O uso crescente de Inteligência Artificial (IA) em buscadores de internet tem reduzido significativamente o acesso direto dos internautas aos sites jornalísticos no Brasil. Com a popularização de ferramentas como o AI Overviews do Google, que oferecem resumos automáticos das notícias, muitos usuários deixam de clicar nos links originais, prejudicando o tráfego dos portais de notícias.

Especialistas alertam que, além de afetar o financiamento do jornalismo profissional, essa tendência pode comprometer a qualidade e a integridade das informações disponíveis para o público. O fenômeno ganhou força a partir de maio de 2024 e já provoca queda de audiência em diversos veículos.

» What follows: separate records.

//! Buffered stream engine.
//!
//! `BufferedStream` is the safe Rust model of a stdio `FILE` bound to an
//! in-process backend. It owns the staging buffer, the EOF/error
//! indicators, and a one-byte push-back slot, and it drives a
//! [`SeekableBackend`] for the raw operations.
//!
//! Written bytes are staged and become visible in the caller's handle only
//! when published: on `fflush`, `fseek`, a full buffer, a switch to reading,
//! or close. `get_ref` always shows the published state.

use std::io::{self, SeekFrom};

use crate::backend::SeekableBackend;
use crate::buffer::{BufMode, StreamBuffer};
use crate::config::StreamConfig;
use crate::error::{Result, StreamError};
use crate::mode::OpenFlags;

/// EOF and error indicators.
#[derive(Debug, Clone, Copy, Default)]
struct StreamFlags {
    eof: bool,
    error: bool,
}

/// What the staging buffer currently holds.
#[derive(Debug, Clone, Copy, PartialEq, Eq)]
enum Direction {
    Idle,
    /// Read-ahead: the backend offset is past the logical position.
    Reading,
    /// Staged writes not yet published.
    Writing,
}

/// A buffered stream bound to a [`SeekableBackend`].
///
/// Dropping the stream publishes staged writes but ignores a failed
/// publish; call [`fclose`](Self::fclose) to observe that error.
#[derive(Debug)]
pub struct BufferedStream<B: SeekableBackend> {
    /// `None` once the backend has been released.
    backend: Option<B>,
    buffer: StreamBuffer,
    open_flags: OpenFlags,
    flags: StreamFlags,
    direction: Direction,
    ungetc_byte: Option<u8>,
}

impl<B: SeekableBackend> BufferedStream<B> {
    /// Bind a backend to a new engine instance.
    ///
    /// The backend is handed back alongside the error when the binding is
    /// rejected, so the caller can unwind whatever it set up.
    pub fn bind(
        backend: B,
        open_flags: OpenFlags,
        config: &StreamConfig,
    ) -> std::result::Result<Self, (StreamError, B)> {
        if !open_flags.has_access() {
            return Err((
                StreamError::BindingFailure {
                    reason: "mode permits neither reading nor writing",
                },
                backend,
            ));
        }
        if backend.handle().is_none() {
            return Err((
                StreamError::BindingFailure {
                    reason: "backend has no storage",
                },
                backend,
            ));
        }
        Ok(Self {
            backend: Some(backend),
            buffer: StreamBuffer::new(config.buf_mode, config.buf_size),
            open_flags,
            flags: StreamFlags::default(),
            direction: Direction::Idle,
            ungetc_byte: None,
        })
    }

    // -----------------------------------------------------------------------
    // Accessors
    // -----------------------------------------------------------------------

    #[must_use]
    pub fn open_flags(&self) -> OpenFlags {
        self.open_flags
    }

    #[must_use]
    pub fn feof(&self) -> bool {
        self.flags.eof
    }

    #[must_use]
    pub fn ferror(&self) -> bool {
        self.flags.error
    }

    /// Clear EOF and error indicators.
    pub fn clearerr(&mut self) {
        self.flags.eof = false;
        self.flags.error = false;
    }

    #[must_use]
    pub fn buf_mode(&self) -> BufMode {
        self.buffer.mode()
    }

    /// The backing storage as last published. Staged bytes are not
    /// included until the next flush.
    #[must_use]
    pub fn get_ref(&self) -> Option<&B::Handle> {
        self.backend.as_ref().and_then(SeekableBackend::handle)
    }

    #[must_use]
    pub fn backend(&self) -> Option<&B> {
        self.backend.as_ref()
    }

    /// Change buffering (POSIX setvbuf). Only allowed before any I/O.
    pub fn setvbuf(&mut self, mode: BufMode, size: usize) -> bool {
        self.buffer.set_mode(mode, size)
    }

    // -----------------------------------------------------------------------
    // Reading
    // -----------------------------------------------------------------------

    /// Read up to `dst.len()` bytes. A short count means end of content and
    /// sets the EOF indicator.
    pub fn fread(&mut self, dst: &mut [u8]) -> Result<usize> {
        if !self.open_flags.readable {
            self.flags.error = true;
            return Err(StreamError::NotReadable);
        }
        if dst.is_empty() {
            return Ok(0);
        }
        if self.direction == Direction::Writing {
            self.publish()?;
        }
        self.direction = Direction::Reading;

        let mut total = 0usize;
        if let Some(byte) = self.ungetc_byte.take() {
            dst[0] = byte;
            total = 1;
        }

        while total < dst.len() {
            let chunk = self.buffer.read(dst.len() - total);
            if !chunk.is_empty() {
                dst[total..total + chunk.len()].copy_from_slice(chunk);
                total += chunk.len();
                continue;
            }

            let backend = self.backend.as_mut().ok_or(StreamError::Closed)?;
            let remaining = dst.len() - total;
            let direct = self.buffer.capacity() == 0 || remaining >= self.buffer.capacity();
            let n = if direct {
                backend.read(&mut dst[total..])
            } else {
                self.buffer.fill_with(|region| backend.read(region))
            };
            if n == 0 {
                self.flags.eof = true;
                break;
            }
            if direct {
                total += n;
            }
        }
        Ok(total)
    }

    /// Read one byte; `None` at end of content.
    pub fn fgetc(&mut self) -> Result<Option<u8>> {
        let mut byte = [0u8; 1];
        let n = self.fread(&mut byte)?;
        Ok((n == 1).then_some(byte[0]))
    }

    /// Push a byte back so the next read returns it. Returns `false` when
    /// no push-back room is left.
    pub fn ungetc(&mut self, byte: u8) -> bool {
        if !self.open_flags.readable || self.ungetc_byte.is_some() {
            return false;
        }
        if self.direction == Direction::Writing && self.publish().is_err() {
            return false;
        }
        self.direction = Direction::Reading;
        if !self.buffer.unget(byte) {
            self.ungetc_byte = Some(byte);
        }
        self.flags.eof = false;
        true
    }

    // -----------------------------------------------------------------------
    // Writing
    // -----------------------------------------------------------------------

    /// Stage `src` for writing, publishing to the backend when the buffer
    /// mode requires it. Returns the number of bytes accepted.
    pub fn fwrite(&mut self, src: &[u8]) -> Result<usize> {
        if !self.open_flags.writable {
            self.flags.error = true;
            return Err(StreamError::NotWritable);
        }
        if src.is_empty() {
            return Ok(0);
        }
        if self.direction == Direction::Reading {
            self.discard_read_ahead()?;
        }
        self.direction = Direction::Writing;

        let staged = self.buffer.write(src);
        if staged.flush_needed() {
            let backend = self.backend.as_mut().ok_or(StreamError::Closed)?;
            // On failure the earlier staged bytes stay pending.
            if let Err(err) = backend.write(&staged.flush_data) {
                self.flags.error = true;
                return Err(err);
            }
            self.buffer.complete_flush(&src[src.len() - staged.buffered..]);
        }
        Ok(src.len())
    }

    pub fn fputc(&mut self, byte: u8) -> Result<()> {
        self.fwrite(&[byte]).map(|_| ())
    }

    /// Publish staged writes and drop read-ahead.
    pub fn fflush(&mut self) -> Result<()> {
        match self.direction {
            Direction::Writing => self.publish(),
            Direction::Reading => self.discard_read_ahead(),
            Direction::Idle => Ok(()),
        }
    }

    // -----------------------------------------------------------------------
    // Seeking
    // -----------------------------------------------------------------------

    /// Reposition the stream. `SeekFrom::Current` is relative to the
    /// logical position, not the backend's read-ahead position.
    pub fn fseek(&mut self, pos: SeekFrom) -> Result<u64> {
        self.fflush()?;
        let backend = self.backend.as_mut().ok_or(StreamError::Closed)?;
        let new_offset = backend.seek(pos)?;
        self.flags.eof = false;
        Ok(new_offset)
    }

    /// Logical position as seen by the application.
    pub fn ftell(&self) -> Result<u64> {
        let backend = self.backend.as_ref().ok_or(StreamError::Closed)?;
        let pos = backend.position();
        Ok(match self.direction {
            Direction::Reading => pos.saturating_sub(self.unread() as u64),
            // Append writes land at the end; the cursor does not move.
            Direction::Writing if !self.open_flags.append => {
                pos + self.buffer.pending_write_data().len() as u64
            }
            _ => pos,
        })
    }

    /// Seek to the start and clear both indicators.
    pub fn rewind(&mut self) -> Result<()> {
        self.fseek(SeekFrom::Start(0))?;
        self.clearerr();
        Ok(())
    }

    // -----------------------------------------------------------------------
    // Close
    // -----------------------------------------------------------------------

    /// Publish staged writes and release the backend. The backend is
    /// released even when the final publish fails.
    pub fn fclose(mut self) -> Result<()> {
        let result = if self.direction == Direction::Writing {
            self.publish()
        } else {
            Ok(())
        };
        self.release();
        result
    }

    /// Detach the backend without publishing or closing it. Used by the
    /// factories to unwind a failed open.
    pub(crate) fn into_backend(mut self) -> Option<B> {
        self.backend.take()
    }

    // -----------------------------------------------------------------------
    // Internal
    // -----------------------------------------------------------------------

    fn unread(&self) -> usize {
        self.buffer.readable() + usize::from(self.ungetc_byte.is_some())
    }

    fn publish(&mut self) -> Result<()> {
        let pending = self.buffer.pending_write_data();
        if !pending.is_empty() {
            let backend = self.backend.as_mut().ok_or(StreamError::Closed)?;
            if let Err(err) = backend.write(pending) {
                self.flags.error = true;
                return Err(err);
            }
            self.buffer.mark_flushed();
        }
        self.direction = Direction::Idle;
        Ok(())
    }

    fn discard_read_ahead(&mut self) -> Result<()> {
        let logical = self.ftell()?;
        self.buffer.reset();
        self.ungetc_byte = None;
        self.direction = Direction::Idle;
        let backend = self.backend.as_mut().ok_or(StreamError::Closed)?;
        if backend.position() != logical {
            backend.seek(SeekFrom::Start(logical))?;
        }
        Ok(())
    }

    fn release(&mut self) {
        if let Some(mut backend) = self.backend.take() {
            backend.close();
        }
    }
}

impl<B: SeekableBackend> Drop for BufferedStream<B> {
    fn drop(&mut self) {
        if self.backend.is_some() && self.direction == Direction::Writing {
            let _ = self.publish();
        }
        self.release();
    }
}

impl<B: SeekableBackend> io::Read for BufferedStream<B> {
    fn read(&mut self, buf: &mut [u8]) -> io::Result<usize> {
        Ok(self.fread(buf)?)
    }
}

impl<B: SeekableBackend> io::Write for BufferedStream<B> {
    fn write(&mut self, buf: &[u8]) -> io::Result<usize> {
        Ok(self.fwrite(buf)?)
    }

    fn flush(&mut self) -> io::Result<()> {
        Ok(self.fflush()?)
    }
}

impl<B: SeekableBackend> io::Seek for BufferedStream<B> {
    fn seek(&mut self, pos: SeekFrom) -> io::Result<u64> {
        Ok(self.fseek(pos)?)
    }

    fn stream_position(&mut self) -> io::Result<u64> {
        Ok(self.ftell()?)
    }
}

Levantamento da Associação de Jornalismo Digital (Ajor) aponta que, em 2025, um em cada quatro portais associados perdeu mais de 20% da audiência devido à diminuição do tráfego vindo de buscadores. Segundo Carla Egydio, diretora da Ajor, a redução de acessos impacta diretamente a receita publicitária, fundamental para a sustentabilidade dos veículos.

Outro ponto de preocupação é a possibilidade de resumos gerados por IA descontextualizarem informações ou até mesmo reproduzirem trechos literais das reportagens, o que pode configurar plágio e prejudicar o debate público.

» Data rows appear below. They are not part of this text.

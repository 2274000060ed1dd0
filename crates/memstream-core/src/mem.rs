//! Memory-stream backend and factory.
//!
//! Streams over a raw byte buffer. Unlike POSIX `fmemopen`, no terminator is
//! stored, existing content is grown automatically, and the mode has no
//! binary-specific behavior. Unlike `open_memstream`, existing content is
//! used as-is and seeking past the end of content is never permitted.

use std::io::SeekFrom;

use crate::backend::{SeekableBackend, resolve_seek};
use crate::config::StreamConfig;
use crate::error::{Result, StreamError};
use crate::handle::{MemBuffer, resize_storage};
use crate::mode::parse_mode;
use crate::stream::BufferedStream;

/// Buffered stream over a [`MemBuffer`].
pub type MemStream<'a> = BufferedStream<MemCookie<'a>>;

/// Per-stream state for a memory stream.
///
/// Invariant: `offset <= buffer length`.
#[derive(Debug)]
pub struct MemCookie<'a> {
    buf: Option<&'a mut MemBuffer>,
    offset: usize,
    append: bool,
    max_len: usize,
}

impl<'a> MemCookie<'a> {
    #[must_use]
    pub fn new(buf: &'a mut MemBuffer, append: bool, max_len: usize) -> Self {
        Self {
            buf: Some(buf),
            offset: 0,
            append,
            max_len,
        }
    }

    #[must_use]
    pub fn is_append(&self) -> bool {
        self.append
    }

    /// Clear the state and hand back the handle reference.
    fn release(&mut self) -> Option<&'a mut MemBuffer> {
        self.offset = 0;
        self.append = false;
        self.buf.take()
    }
}

impl SeekableBackend for MemCookie<'_> {
    type Handle = MemBuffer;

    fn handle(&self) -> Option<&MemBuffer> {
        self.buf.as_deref()
    }

    fn read(&mut self, dst: &mut [u8]) -> usize {
        let Some(data) = self.buf.as_deref().and_then(MemBuffer::as_bytes) else {
            return 0;
        };
        let start = self.offset.min(data.len());
        let n = dst.len().min(data.len() - start);
        dst[..n].copy_from_slice(&data[start..start + n]);
        self.offset = start + n;
        n
    }

    fn write(&mut self, src: &[u8]) -> Result<usize> {
        let storage = self
            .buf
            .as_deref_mut()
            .and_then(MemBuffer::storage_mut)
            .ok_or(StreamError::Closed)?;

        let len = storage.len();
        let target = if self.append { len } else { self.offset };
        let end = target
            .checked_add(src.len())
            .ok_or(StreamError::AllocationFailure {
                requested: usize::MAX,
            })?;

        resize_storage(storage, len.max(end), self.max_len)?;
        storage[target..end].copy_from_slice(src);

        // Append writes leave the read cursor where it was.
        if !self.append {
            self.offset = end;
        }
        Ok(src.len())
    }

    fn seek(&mut self, pos: SeekFrom) -> Result<u64> {
        let new_offset = resolve_seek(pos, self.offset as u64, self.content_len())?;
        self.offset = new_offset as usize;
        Ok(new_offset)
    }

    fn position(&self) -> u64 {
        self.offset as u64
    }

    fn content_len(&self) -> u64 {
        self.buf.as_deref().map_or(0, MemBuffer::len) as u64
    }

    fn close(&mut self) {
        self.release();
    }
}

/// Open a memory stream using the process-wide config.
pub fn open<'a>(handle: &'a mut MemBuffer, mode: &str) -> Result<MemStream<'a>> {
    open_with(handle, mode, StreamConfig::global())
}

/// Open a memory stream over `handle`.
///
/// A null handle is replaced with an empty buffer when the mode creates
/// one. If the open fails after that, the handle is reset to null; a buffer
/// that existed before the call is never released.
pub fn open_with<'a>(
    handle: &'a mut MemBuffer,
    mode: &str,
    config: &StreamConfig,
) -> Result<MemStream<'a>> {
    let flags = parse_mode(mode);

    let mut created = false;
    if flags.create && handle.is_null() {
        handle.reset_empty();
        created = true;
    }
    if handle.is_null() {
        return Err(StreamError::MissingBuffer);
    }
    if flags.truncate && !created {
        handle.reset_empty();
    }

    let cookie = MemCookie::new(handle, flags.append, config.max_len);
    let mut stream = BufferedStream::bind(cookie, flags, config).map_err(|(err, cookie)| {
        abandon(cookie, created);
        err
    })?;

    if flags.position_at_end
        && let Err(err) = stream.fseek(SeekFrom::End(0))
    {
        if let Some(cookie) = stream.into_backend() {
            abandon(cookie, created);
        }
        return Err(err);
    }

    Ok(stream)
}

fn abandon(mut cookie: MemCookie<'_>, created: bool) {
    if let Some(handle) = cookie.release()
        && created
    {
        handle.release();
    }
}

No cenário internacional, empresas como o Business Insider já sentiram os efeitos da queda de audiência, levando a cortes significativos no quadro de funcionários. No Brasil, a discussão sobre a remuneração de conteúdos jornalísticos utilizados por IA está em andamento no Congresso Nacional, por meio do Projeto de Lei 2338/2023, conhecido como Marco Regulatório da IA.

O projeto prevê que plataformas digitais paguem direitos autorais pelo uso de reportagens, mas enfrenta resistência de empresas de tecnologia e ainda não avançou na Câmara dos Deputados. Organizações do setor jornalístico, como a Federação Nacional dos Jornalistas (Fenaj), defendem a aprovação da proposta para garantir a remuneração adequada aos profissionais da área.

Enquanto o tema não é votado, o Conselho Administrativo de Defesa Econômica (Cade) abriu investigação para apurar possíveis abusos de grandes empresas de tecnologia no uso de conteúdos jornalísticos sem remuneração. Paralelamente, veículos como Folha de S.Paulo e O Estado de S. Paulo fecharam acordos privados com empresas de IA para o uso de seus conteúdos.